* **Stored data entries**

◆ ◆ ◆ ◆ ◆ ◆ ◆

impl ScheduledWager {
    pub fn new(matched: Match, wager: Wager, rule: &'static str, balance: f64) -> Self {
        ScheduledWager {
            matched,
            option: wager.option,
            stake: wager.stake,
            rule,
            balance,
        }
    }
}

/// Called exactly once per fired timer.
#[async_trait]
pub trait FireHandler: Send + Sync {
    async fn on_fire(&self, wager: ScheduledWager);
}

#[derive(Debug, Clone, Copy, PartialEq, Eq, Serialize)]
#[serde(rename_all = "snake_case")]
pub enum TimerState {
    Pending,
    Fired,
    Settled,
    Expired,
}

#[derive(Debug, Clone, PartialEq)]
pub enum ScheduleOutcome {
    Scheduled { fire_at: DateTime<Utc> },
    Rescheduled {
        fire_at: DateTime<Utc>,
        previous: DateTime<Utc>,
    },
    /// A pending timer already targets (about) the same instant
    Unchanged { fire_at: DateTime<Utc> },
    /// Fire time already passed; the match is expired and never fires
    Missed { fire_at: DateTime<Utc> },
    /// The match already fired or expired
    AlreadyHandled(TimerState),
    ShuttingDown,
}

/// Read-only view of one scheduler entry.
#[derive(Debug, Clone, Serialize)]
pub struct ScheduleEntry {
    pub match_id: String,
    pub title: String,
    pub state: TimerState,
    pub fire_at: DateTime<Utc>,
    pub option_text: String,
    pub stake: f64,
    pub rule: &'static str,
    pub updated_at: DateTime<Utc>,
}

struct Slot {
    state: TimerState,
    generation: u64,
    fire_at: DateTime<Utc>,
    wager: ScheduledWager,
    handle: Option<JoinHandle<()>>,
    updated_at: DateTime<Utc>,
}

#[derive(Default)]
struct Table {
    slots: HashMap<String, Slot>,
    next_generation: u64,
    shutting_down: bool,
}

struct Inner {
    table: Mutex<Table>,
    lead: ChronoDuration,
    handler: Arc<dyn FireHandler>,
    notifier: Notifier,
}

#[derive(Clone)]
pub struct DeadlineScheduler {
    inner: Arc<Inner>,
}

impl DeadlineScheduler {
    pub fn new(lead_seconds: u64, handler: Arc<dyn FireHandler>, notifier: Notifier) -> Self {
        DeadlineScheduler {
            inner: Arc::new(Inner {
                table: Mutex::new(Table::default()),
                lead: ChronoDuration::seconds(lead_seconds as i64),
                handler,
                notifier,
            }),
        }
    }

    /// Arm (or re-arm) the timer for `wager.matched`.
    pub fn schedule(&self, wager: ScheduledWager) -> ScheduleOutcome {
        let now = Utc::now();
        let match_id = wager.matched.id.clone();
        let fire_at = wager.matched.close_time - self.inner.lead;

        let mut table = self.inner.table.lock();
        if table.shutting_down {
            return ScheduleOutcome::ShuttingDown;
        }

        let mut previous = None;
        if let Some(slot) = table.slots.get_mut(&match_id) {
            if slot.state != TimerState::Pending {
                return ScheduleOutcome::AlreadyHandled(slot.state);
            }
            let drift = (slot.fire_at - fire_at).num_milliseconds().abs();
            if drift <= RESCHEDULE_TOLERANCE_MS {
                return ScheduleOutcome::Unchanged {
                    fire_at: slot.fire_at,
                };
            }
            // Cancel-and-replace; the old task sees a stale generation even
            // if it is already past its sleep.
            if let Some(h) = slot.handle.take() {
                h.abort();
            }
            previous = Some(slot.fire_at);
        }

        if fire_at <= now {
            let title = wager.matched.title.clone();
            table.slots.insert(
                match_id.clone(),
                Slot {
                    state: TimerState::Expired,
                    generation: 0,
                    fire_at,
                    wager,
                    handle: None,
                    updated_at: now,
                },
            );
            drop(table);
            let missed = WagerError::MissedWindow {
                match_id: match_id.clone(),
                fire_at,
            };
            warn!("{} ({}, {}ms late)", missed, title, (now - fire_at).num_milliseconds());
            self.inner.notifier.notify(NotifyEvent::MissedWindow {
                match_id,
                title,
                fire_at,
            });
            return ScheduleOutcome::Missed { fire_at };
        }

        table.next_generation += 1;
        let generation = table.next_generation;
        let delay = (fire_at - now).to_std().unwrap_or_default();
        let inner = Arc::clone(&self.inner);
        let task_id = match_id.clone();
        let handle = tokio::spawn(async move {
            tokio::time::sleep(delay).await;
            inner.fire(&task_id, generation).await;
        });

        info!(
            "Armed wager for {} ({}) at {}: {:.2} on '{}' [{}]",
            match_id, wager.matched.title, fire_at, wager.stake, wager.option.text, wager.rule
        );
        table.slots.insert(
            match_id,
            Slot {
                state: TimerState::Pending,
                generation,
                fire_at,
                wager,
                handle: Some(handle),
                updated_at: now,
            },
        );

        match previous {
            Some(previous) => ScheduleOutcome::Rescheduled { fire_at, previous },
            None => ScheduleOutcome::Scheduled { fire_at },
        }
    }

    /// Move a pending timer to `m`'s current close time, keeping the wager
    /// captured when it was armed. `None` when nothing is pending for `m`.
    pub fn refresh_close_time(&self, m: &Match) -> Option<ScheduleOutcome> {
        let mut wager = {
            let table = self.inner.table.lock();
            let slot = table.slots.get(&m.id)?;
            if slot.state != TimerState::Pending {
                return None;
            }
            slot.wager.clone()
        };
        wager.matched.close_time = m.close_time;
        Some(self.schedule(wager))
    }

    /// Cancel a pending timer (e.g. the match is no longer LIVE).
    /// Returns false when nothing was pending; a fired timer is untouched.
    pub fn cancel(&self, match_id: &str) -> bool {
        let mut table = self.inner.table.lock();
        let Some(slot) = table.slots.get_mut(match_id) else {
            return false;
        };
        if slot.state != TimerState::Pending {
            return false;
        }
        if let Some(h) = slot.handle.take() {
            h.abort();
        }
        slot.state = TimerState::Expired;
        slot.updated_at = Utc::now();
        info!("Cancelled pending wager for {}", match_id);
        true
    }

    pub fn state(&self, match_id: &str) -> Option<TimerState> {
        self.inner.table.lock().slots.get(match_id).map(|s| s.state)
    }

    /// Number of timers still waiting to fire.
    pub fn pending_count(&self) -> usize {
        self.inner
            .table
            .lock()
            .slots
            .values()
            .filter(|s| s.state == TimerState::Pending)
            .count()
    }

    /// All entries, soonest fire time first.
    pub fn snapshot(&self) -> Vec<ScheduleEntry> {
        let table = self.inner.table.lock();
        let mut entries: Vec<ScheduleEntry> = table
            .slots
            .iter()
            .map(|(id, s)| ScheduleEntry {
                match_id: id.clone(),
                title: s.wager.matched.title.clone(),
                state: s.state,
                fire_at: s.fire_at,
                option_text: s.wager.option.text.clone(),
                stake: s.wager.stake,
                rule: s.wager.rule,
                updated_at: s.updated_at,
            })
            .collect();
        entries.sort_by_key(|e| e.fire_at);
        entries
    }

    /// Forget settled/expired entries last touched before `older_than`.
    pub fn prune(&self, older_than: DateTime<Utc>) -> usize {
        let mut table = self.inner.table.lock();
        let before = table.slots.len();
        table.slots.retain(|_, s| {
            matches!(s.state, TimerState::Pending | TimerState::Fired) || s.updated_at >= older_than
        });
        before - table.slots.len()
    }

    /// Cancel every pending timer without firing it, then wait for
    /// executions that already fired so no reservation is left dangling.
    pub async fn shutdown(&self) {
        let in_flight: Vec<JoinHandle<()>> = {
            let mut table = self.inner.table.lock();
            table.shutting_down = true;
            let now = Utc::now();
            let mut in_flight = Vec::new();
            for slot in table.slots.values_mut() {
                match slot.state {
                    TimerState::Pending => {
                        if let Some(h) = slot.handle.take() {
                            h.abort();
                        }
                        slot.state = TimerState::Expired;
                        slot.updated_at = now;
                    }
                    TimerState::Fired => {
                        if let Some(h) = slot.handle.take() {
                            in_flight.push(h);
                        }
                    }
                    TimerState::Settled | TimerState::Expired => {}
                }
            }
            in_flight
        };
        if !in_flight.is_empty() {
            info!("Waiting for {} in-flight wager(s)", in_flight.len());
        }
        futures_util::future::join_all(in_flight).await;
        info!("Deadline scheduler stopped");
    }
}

◆ ◆ ◆ ◆ ◆ ◆ ◆

* **WHAT TO WORK ON**
Copy each line of the data that contains the word "usize", leaving the other lines out.

* **EXERCISE RESPONSE**
    pub fn pending_count(&self) -> usize {
    pub fn prune(&self, older_than: DateTime<Utc>) -> usize {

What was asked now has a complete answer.